Intel_graphics scheduler inference incorrect accuracy

I downloaded ResNet-50 ONNX model (this one: https://github.com/onnx/models/tree/master/vision/classification/resnet/resnet50 release 1.3) and ran inference accordingly to this tutorial, just changing model and frontend.

When target is ‘llvm’ (for any opt_level) or tvm.target.intel_graphics() (just for opt_level = 3), the model correctly prints the output:
TVM prediction top-1: 283 Persian cat
TVM prediction top-2: 287 lynx, catamount
TVM prediction top-3: 285 Egyptian cat
TVM prediction top-4: 17 jay
TVM prediction top-5: 282 tiger cat

But, for intel_graphics without AlterOpLayout optimization, the output is incorrect and random. For example:
TVM prediction top-1: 506 coil, spiral, volute, whorl, helix
TVM prediction top-2: 999 toilet tissue, toilet paper, bathroom tissue
TVM prediction top-3: 327 starfish, sea star
TVM prediction top-4: 340 zebra
TVM prediction top-5: 339 sorrel

My hardware is Intel HD Graphics 530.
Could you advise me how to fix the accuracy? @Laurawly
Thanks.

Hi @Ajja, my current test environment is Intel Core i5 which comes with intel HD graphics 530. And I compare results with mxnet output which has no difference for gluoncv models. I can try to down load the model you provided above and see if I can reproduce your error.

Hi @Laurawly, Thanks for answering.
I also tried to run mxnet model by using script: https://github.com/dmlc/tvm/blob/master/tutorials/frontend/from_mxnet.py
with following changes:

diff --git a/tutorials/frontend/from_mxnet.py b/tutorials/frontend/from_mxnet.py
index d0e4c4ab..a1bb73ea 100644
--- a/tutorials/frontend/from_mxnet.py
+++ b/tutorials/frontend/from_mxnet.py
@@ -62,8 +62,8 @@ synset_path = download_testdata(synset_url, synset_name, module='data')
 with open(synset_path) as f:
     synset = eval(f.read())
 image = Image.open(img_path).resize((224, 224))
-plt.imshow(image)
-plt.show()
+#plt.imshow(image)
+#plt.show()

 def transform_image(image):
     image = np.array(image) - np.array([123., 117., 104.])
@@ -89,8 +89,8 @@ func = relay.Function(func.params, relay.nn.softmax(func.body), None, func.type_

 ######################################################################
 # now compile the graph
-target = 'cuda'
-with relay.build_config(opt_level=3):
+target = tvm.target.intel_graphics()#'cuda'
+with relay.build_config(opt_level=2):
     graph, lib, params = relay.build(func, target, params=params)

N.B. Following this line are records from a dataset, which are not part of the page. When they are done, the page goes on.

//! Participating Media

mod henyey_greenstein;

// Re-export
pub use henyey_greenstein::*;

use crate::geometry::*;
use crate::pbrt::*;
use std::sync::Arc;

/// Models scattering directions inside a participating medium.
#[derive(Clone, Debug)]
pub enum PhaseFunction {
    HenyeyGreenstein(HenyeyGreenstein),
}

impl PhaseFunction {
    /// Returns an isotropic phase function.
    pub fn isotropic() -> Self {
        Self::HenyeyGreenstein(HenyeyGreenstein::new(0.0))
    }

    /// Returns the value of the phase function for the given pair of directions.
    ///
    /// * `wi` - Incident direction (pointing away from the scattering point).
    /// * `wo` - Outgoing direction.
    pub fn p(&self, wi: &Vector3f, wo: &Vector3f) -> Float {
        match self {
            Self::HenyeyGreenstein(f) => f.p(wi, wo),
        }
    }

    /// Returns a sampled outgoing direction. The phase function is sampled
    /// exactly so its density in solid angle measure equals `p()`.
    ///
    /// * `wi` - Incident direction (pointing away from the scattering point).
    /// * `u`  - Sample value in [0, 1)^2.
    pub fn sample_p(&self, wi: &Vector3f, u: &Point2f) -> Vector3f {
        match self {
            Self::HenyeyGreenstein(f) => f.sample_p(wi, u),
        }
    }
}

/// Atomic reference counted `PhaseFunction`.
pub type ArcPhaseFunction = Arc<PhaseFunction>;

 ######################################################################
@@ -98,7 +98,7 @@ with relay.build_config(opt_level=3):
 # ---------------------------------
 # Now, we would like to reproduce the same forward computation using TVM.
 from tvm.contrib import graph_runtime
-ctx = tvm.gpu(0)
+ctx = tvm.context(str(target), 0)#tvm.gpu(0)
 dtype = 'float32'
 m = graph_runtime.create(graph, lib, ctx)
 # set inputs
@@ -108,8 +108,12 @@ m.set_input(**params)
 m.run()
 # get outputs
 tvm_output = m.get_output(0)
-top1 = np.argmax(tvm_output.asnumpy()[0])
-print('TVM prediction top-1:', top1, synset[top1])
+topk = np.argsort(tvm_output.asnumpy()[0])
+print('TVM prediction top-1:', topk[-1], synset[topk[-1]])
+print('TVM prediction top-2:', topk[-2], synset[topk[-2]])
+print('TVM prediction top-3:', topk[-3], synset[topk[-3]])
+print('TVM prediction top-4:', topk[-4], synset[topk[-4]])
+print('TVM prediction top-5:', topk[-5], synset[topk[-5]])

And output is the same. (282 tiger cat for opt_level=3 and random output for opt_level=2). I’m using current master branch.

If you could reproduce this and check, it would be awesome.

Yes, I could reproduce the error on my side. I tested a few convolution by itself using opt_level = 2 and there’s no problem. I guess all workloads of convolution needs to be tested to see which one fails which leads to incorrect results.